NEW YORK – Azitra on Tuesday said the first patient with Netherton syndrome is scheduled to receive its investigational topical treatment for the condition this month in a Phase Ib trial.
ATR-12 is Branford, Connecticut-based Azitra's lead candidate for Netherton syndrome, a rare, chronic skin disorder caused by mutations in the LEKTI gene that result in dysfunctional LEKT1 proteins. ATR-12 is a proprietary strain of Staphylococcus epidermidis that's engineered to express therapeutic levels of an active subunit of LEKTI.
In the clinical trial, Azitra plans to enroll about 12 adult patients with Netherton syndrome who will receive twice-daily treatment with ATR-12 for two weeks on one side of their body and a control agent on the other side of their body. Investigators will evaluate the drug's safety and tolerability, as well as secondary and exploratory endpoints assessing efficacy and biomarkers.

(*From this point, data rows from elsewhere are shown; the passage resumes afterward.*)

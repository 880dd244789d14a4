use crate::user::User;
use serde_json::{Map, Value};
use std::any::Any;
use std::fmt;
use std::sync::Arc;

/// Metadata key listing the UI features the caller's front end supports.
pub const UI_FEATURES_KEY: &str = "ui_features_available";

/// Ambient environment of a single invocation. The registry only reads it.
#[derive(Clone)]
pub struct ToolContext {
    pub user: User,
    pub conversation_id: String,
    pub request_id: String,
    pub metadata: Map<String, Value>,
    agent_memory: Option<Arc<dyn Any + Send + Sync>>,
}

impl ToolContext {
    pub fn new(user: User) -> Self {
        Self {
            user,
            conversation_id: String::new(),
            request_id: uuid::Uuid::new_v4().to_string(),
            metadata: Map::new(),
            agent_memory: None,
        }
    }

    pub fn with_conversation_id(mut self, conversation_id: impl Into<String>) -> Self {
        self.conversation_id = conversation_id.into();
        self
    }

    pub fn with_request_id(mut self, request_id: impl Into<String>) -> Self {
        self.request_id = request_id.into();
        self
    }

    pub fn with_metadata(mut self, key: impl Into<String>, value: Value) -> Self {
        self.metadata.insert(key.into(), value);
        self
    }

    pub fn with_agent_memory<M>(mut self, memory: Arc<M>) -> Self
    where
        M: Any + Send + Sync,
    {
        self.agent_memory = Some(memory as Arc<dyn Any + Send + Sync>);
        self
    }

    /// Long-lived agent memory, if one of type `M` was attached.
    pub fn agent_memory<M>(&self) -> Option<Arc<M>>
    where
        M: Any + Send + Sync,
    {
        self.agent_memory
            .clone()
            .and_then(|memory| memory.downcast::<M>().ok())
    }

    /// UI features advertised in metadata; non-string entries are skipped.
    pub fn ui_features_available(&self) -> Vec<String> {
        self.metadata
            .get(UI_FEATURES_KEY)
            .and_then(Value::as_array)
            .map(|features| {
                features
                    .iter()
                    .filter_map(|f| f.as_str().map(str::to_string))
                    .collect()
            })
            .unwrap_or_default()
    }
}

impl fmt::Debug for ToolContext {
    fn fmt(&self, f: &mut fmt::Formatter<'_>) -> fmt::Result {
        f.debug_struct("ToolContext")
            .field("user", &self.user)
            .field("conversation_id", &self.conversation_id)
            .field("request_id", &self.request_id)
            .field("metadata", &self.metadata)
            .field("agent_memory", &self.agent_memory.is_some())
            .finish()
    }
}
//! Audit configuration loader.

use serde::{Deserialize, Serialize};
use std::path::Path;
use thiserror::Error;

#[derive(Error, Debug)]
pub enum ConfigError {
    #[error("Config file not found: {0}")]
    NotFound(String),

    #[error("Config file is empty")]
    Empty,

    #[error("Invalid YAML: {0}")]
    InvalidYaml(#[from] serde_yaml::Error),

    #[error("IO error: {0}")]
    Io(#[from] std::io::Error),
}

/// Switches gating each audit call site of the registry.
#[derive(Debug, Clone, PartialEq, Eq, Serialize, Deserialize)]
#[serde(default)]
pub struct AuditConfig {
    /// Master switch; when off no event is emitted regardless of the others.
    pub enabled: bool,
    pub log_tool_access_checks: bool,
    pub log_tool_invocations: bool,
    pub log_tool_results: bool,
    /// Redact sensitive argument values before invocation events are recorded.
    pub sanitize_tool_parameters: bool,
}

impl Default for AuditConfig {
    fn default() -> Self {
        Self {
            enabled: true,
            log_tool_access_checks: true,
            log_tool_invocations: true,
            log_tool_results: true,
            sanitize_tool_parameters: true,
        }
    }
}

impl AuditConfig {
    /// Everything off.
    pub fn disabled() -> Self {
        Self {
            enabled: false,
            log_tool_access_checks: false,
            log_tool_invocations: false,
            log_tool_results: false,
            sanitize_tool_parameters: false,
        }
    }

    pub fn from_yaml_str(content: &str) -> Result<Self, ConfigError> {
        if content.trim().is_empty() {
            return Err(ConfigError::Empty);
        }
        Ok(serde_yaml::from_str(content)?)
    }
}

/// Load audit configuration from a YAML file.
///
/// # Errors
/// Returns error if the file is missing, empty, or not valid YAML
pub fn load_audit_config(config_path: impl AsRef<Path>) -> Result<AuditConfig, ConfigError> {
    let config_path = config_path.as_ref();

    if !config_path.exists() {
        return Err(ConfigError::NotFound(config_path.display().to_string()));
    }

    let content = std::fs::read_to_string(config_path)?;
    AuditConfig::from_yaml_str(&content)
}
use toolgate_audit::{AuditConfig, AuditLogger};

/// Which audit events one `execute` call emits, resolved once up front from
/// the optional logger and its configuration.
#[derive(Clone, Copy)]
pub(crate) struct AuditGate<'a> {
    pub access_checks: Option<&'a dyn AuditLogger>,
    pub invocations: Option<&'a dyn AuditLogger>,
    pub results: Option<&'a dyn AuditLogger>,
    pub sanitize_parameters: bool,
}

impl<'a> AuditGate<'a> {
    pub fn new(logger: Option<&'a dyn AuditLogger>, config: &AuditConfig) -> Self {
        let logger = logger.filter(|_| config.enabled);
        Self {
            access_checks: logger.filter(|_| config.log_tool_access_checks),
            invocations: logger.filter(|_| config.log_tool_invocations),
            results: logger.filter(|_| config.log_tool_results),
            sanitize_parameters: config.sanitize_tool_parameters,
        }
    }
}

#[cfg(test)]
mod tests {
    use super::*;
    use toolgate_audit::TracingAuditLogger;

    #[test]
    fn test_no_logger_disables_everything() {
        let gate = AuditGate::new(None, &AuditConfig::default());
        assert!(gate.access_checks.is_none());
        assert!(gate.invocations.is_none());
        assert!(gate.results.is_none());
    }

    #[test]
    fn test_master_switch() {
        let logger = TracingAuditLogger::new();
        let config = AuditConfig {
            enabled: false,
            ..AuditConfig::default()
        };
        let gate = AuditGate::new(Some(&logger), &config);
        assert!(gate.access_checks.is_none());
        assert!(gate.results.is_none());
    }

    #[test]
    fn test_disabled_config_silences_logger() {
        let logger = TracingAuditLogger::new();
        let gate = AuditGate::new(Some(&logger), &AuditConfig::disabled());
        assert!(gate.access_checks.is_none());
        assert!(gate.invocations.is_none());
        assert!(gate.results.is_none());
        assert!(!gate.sanitize_parameters);
    }

    #[test]
    fn test_individual_switches() {
        let logger = TracingAuditLogger::new();
        let config = AuditConfig {
            log_tool_invocations: false,
            ..AuditConfig::default()
        };
        let gate = AuditGate::new(Some(&logger), &config);
        assert!(gate.access_checks.is_some());
        assert!(gate.invocations.is_none());
        assert!(gate.results.is_some());
        assert!(gate.sanitize_parameters);
    }
}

"These patients [with Netherton syndrome] suffer from poor quality of life and often debilitating disease," Mary Spellman, acting chief medical officer at Azitra, said in a statement. "This trial will inform future studies for the treatment of Netherton syndrome in pediatric patients and for longer treatment durations."
Azitra expects to report interim safety data from this clinical trial early next year and full results in the second half of 2025.